Python学习4-7.4-7.11正则表达式查找文本

最新推荐文章于 2025-12-05 17:02:52 发布

原创最新推荐文章于 2025-12-05 17:02:52 发布 · 282 阅读

0 ·

CC 4.0 BY-SA版权

文章标签：

#python

本文深入探讨Python正则表达式的高级应用，包括贪心与非贪心匹配、findall方法、字符分类、通配符及特殊字符的使用，通过实例讲解如何进行高效文本搜索与处理。

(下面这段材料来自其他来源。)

//! HTTP API handlers.

use std::collections::BTreeMap;
use std::time::Duration;

use axum::{extract::State, http::StatusCode, response::IntoResponse, Json};
use serde::Serialize;

use crate::aggregator::AggregatorHandle;
use crate::connector::{StatusBoard, VenueStatus};
use crate::metrics;

/// Application state shared with handlers.
#[derive(Clone)]
pub struct AppState {
    /// Handle into the aggregation task.
    pub aggregator: AggregatorHandle,
    /// Per-venue connection status.
    pub status: StatusBoard,
    /// Instrument symbol being served.
    pub symbol: String,
    /// Subscriber poll interval for new versions.
    pub poll_interval: Duration,
}

impl AppState {
    /// Create app state around an aggregator handle.
    pub fn new(
        aggregator: AggregatorHandle,
        status: StatusBoard,
        symbol: String,
        poll_interval: Duration,
    ) -> Self {
        Self {
            aggregator,
            status,
            symbol,
            poll_interval,
        }
    }

    /// Ready once the first consolidation cycle has completed.
    pub fn is_ready(&self) -> bool {
        self.aggregator.version() > 0
    }
}

/// Health check response.
#[derive(Debug, Serialize)]
pub struct HealthResponse {
    /// Status: "ok".
    pub status: &'static str,
}

/// Readiness check response.
#[derive(Debug, Serialize)]
pub struct ReadyResponse {
    /// Whether at least one consolidation cycle has completed.
    pub ready: bool,
    /// Current consolidation version.
    pub version: u64,
}

/// Status response: the served symbol plus every venue's connection state.
#[derive(Debug, Serialize)]
pub struct StatusResponse {
    /// Instrument symbol being served.
    pub symbol: String,
    /// Current consolidation version.
    pub version: u64,
    /// Per-venue connector status, keyed by venue name.
    pub venues: BTreeMap<String, VenueStatus>,
}

/// Health check handler - always returns 200.
pub async fn health() -> impl IntoResponse {
    Json(HealthResponse { status: "ok" })
}

/// Readiness handler - 200 after the first consolidation cycle, 503 before.
pub async fn ready(State(state): State<AppState>) -> impl IntoResponse {
    let response = ReadyResponse {
        ready: state.is_ready(),
        version: state.aggregator.version(),
    };

    if response.ready {
        (StatusCode::OK, Json(response))
    } else {
        (StatusCode::SERVICE_UNAVAILABLE, Json(response))
    }
}

/// Status handler - per-venue connection states for operators.
///
/// This is where a permanently stopped connector is surfaced: its state reads
/// `stopped` with the error that exhausted it.
pub async fn status(State(state): State<AppState>) -> impl IntoResponse {
    let venues = state
        .status
        .iter()
        .map(|entry| (entry.key().to_string(), entry.value().clone()))
        .collect();

    Json(StatusResponse {
        symbol: state.symbol.clone(),
        version: state.aggregator.version(),
        venues,
    })
}

/// One-shot consolidated book handler.
pub async fn book(State(state): State<AppState>) -> impl IntoResponse {
    match state.aggregator.snapshot().await {
        Ok(snapshot) => Json((*snapshot).clone()).into_response(),
        Err(_) => (
            StatusCode::SERVICE_UNAVAILABLE,
            "aggregator unavailable".to_string(),
        )
            .into_response(),
    }
}

/// Prometheus metrics handler.
pub async fn prometheus() -> impl IntoResponse {
    metrics::render()
}
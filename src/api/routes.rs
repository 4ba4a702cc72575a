//! HTTP API route definitions.

use axum::{routing::get, Router};
use tower_http::cors::CorsLayer;
use tower_http::trace::TraceLayer;

use super::handlers::{book, health, prometheus, ready, status, AppState};
use super::stream::subscribe_book;

/// Create the API router.
pub fn create_router(state: AppState) -> Router {
    Router::new()
        // Health endpoints
        .route("/health", get(health))
        .route("/ready", get(ready))
        // Ops endpoints
        .route("/api/v1/status", get(status))
        .route("/api/v1/book", get(book))
        .route("/metrics", get(prometheus))
        // Streaming book subscription
        .route("/ws/book", get(subscribe_book))
        .layer(TraceLayer::new_for_http())
        .layer(CorsLayer::permissive())
        .with_state(state)
}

Python学习4-7.4-7.11正则表达式查找文本

7.4 贪心和非贪心匹配
7.5 findall()方法
7.6 字符分类
7.7 建立自己的字符分类
7.8 插入字符和美元字符
7.9 通配字符
- 7.9.1 用点-星匹配所有字符
7.9.2 用句点字符匹配换行
7.11 不区分大小写的匹配
内容来源

本文为学习python编程时所记录的笔记，仅供学习交流使用。

7.4 贪心和非贪心匹配

python正则表达式默认是贪心的，非贪心需要在花括号后边跟一个问号

>>> import re
>>> greedyHaRegex=re.compile(r'(Ha){3,5}')
>>> mo1=greedyHaRegex.search('HaHaHaHaHa')
>>> mo1.group()
'HaHaHaHaHa'
>>> nongreedyHaRegex=re.compile(r'(Ha){3,5}?')
>>> mo2=nongreedyHaRegex.search('HaHaHaHaHa')
>>> mo2.group()
'HaHaHa'

7.5 findall()方法

search的match对象只包含第一次出现的匹配文本

>>> phoneNumRegex=re.compile(r'\d\d\d-\d\d\d-\d\d\d\d')
>>> mo=phoneNumRegex.search('Cell:415-555-9999,work:215-555-0000')
>>> mo.group()
'415-555-9999'

findall返回一个字符串列表

>>> phoneNumRegex=re.compile(r'\d\d\d-\d\d\d-\d\d\d\d') #has no groups
>>> phoneNumRegex.findall('Cell:415-555-9999,work:215-555-0000')
['415-555-9999', '215-555-0000']

如果正则表达式中有分组，则返回元组列表

>>> phoneNumRegex=re.compile(r'(\d\d\d)-(\d\d\d)-(\d\d\d\d)') #has groups
>>> phoneNumRegex.findall('Cell:415-555-9999 work:212-555-0000')
[('415', '555', '9999'), ('212', '555', '0000')]

7.6 字符分类

缩写字符分类	表示
\d	0到9的任何数字
\D	除0到9数字以外的任何字符
\w	任何字母、数字或下划线字符（可以认为是匹配单词字符）
\W	除字母、数字或下划线以外的任何字符
\s	空格、制表符或换行符（可以认为是匹配空白的字符）
\S	除空格、制表符或换行符以外的任何字符

>>> xmasRegex=re.compile(r'\d+\s\w+')
>>> xmasRegex.findall('12 drummers,11 pipers,10 lords,9 ladies,8 maids,7 swans,6 geese,5 rings,4 birds,3 hen,2 doves,1 partridge')
['12 drummers', '11 pipers', '10 lords', '9 ladies', '8 maids', '7 swans', '6 geese', '5 rings', '4 birds', '3 hen', '2 doves', '1 partridge']

7.7 建立自己的字符分类

可以用方括号定义自己的字符分类

>>> vowelRegex=re.compile(r'[aeiouAEIOU]')
>>> vowelRegex.findall('RObocop eats baby food. Baby FOOD.')
['O', 'o', 'o', 'e', 'a', 'a', 'o', 'o', 'a', 'O', 'O']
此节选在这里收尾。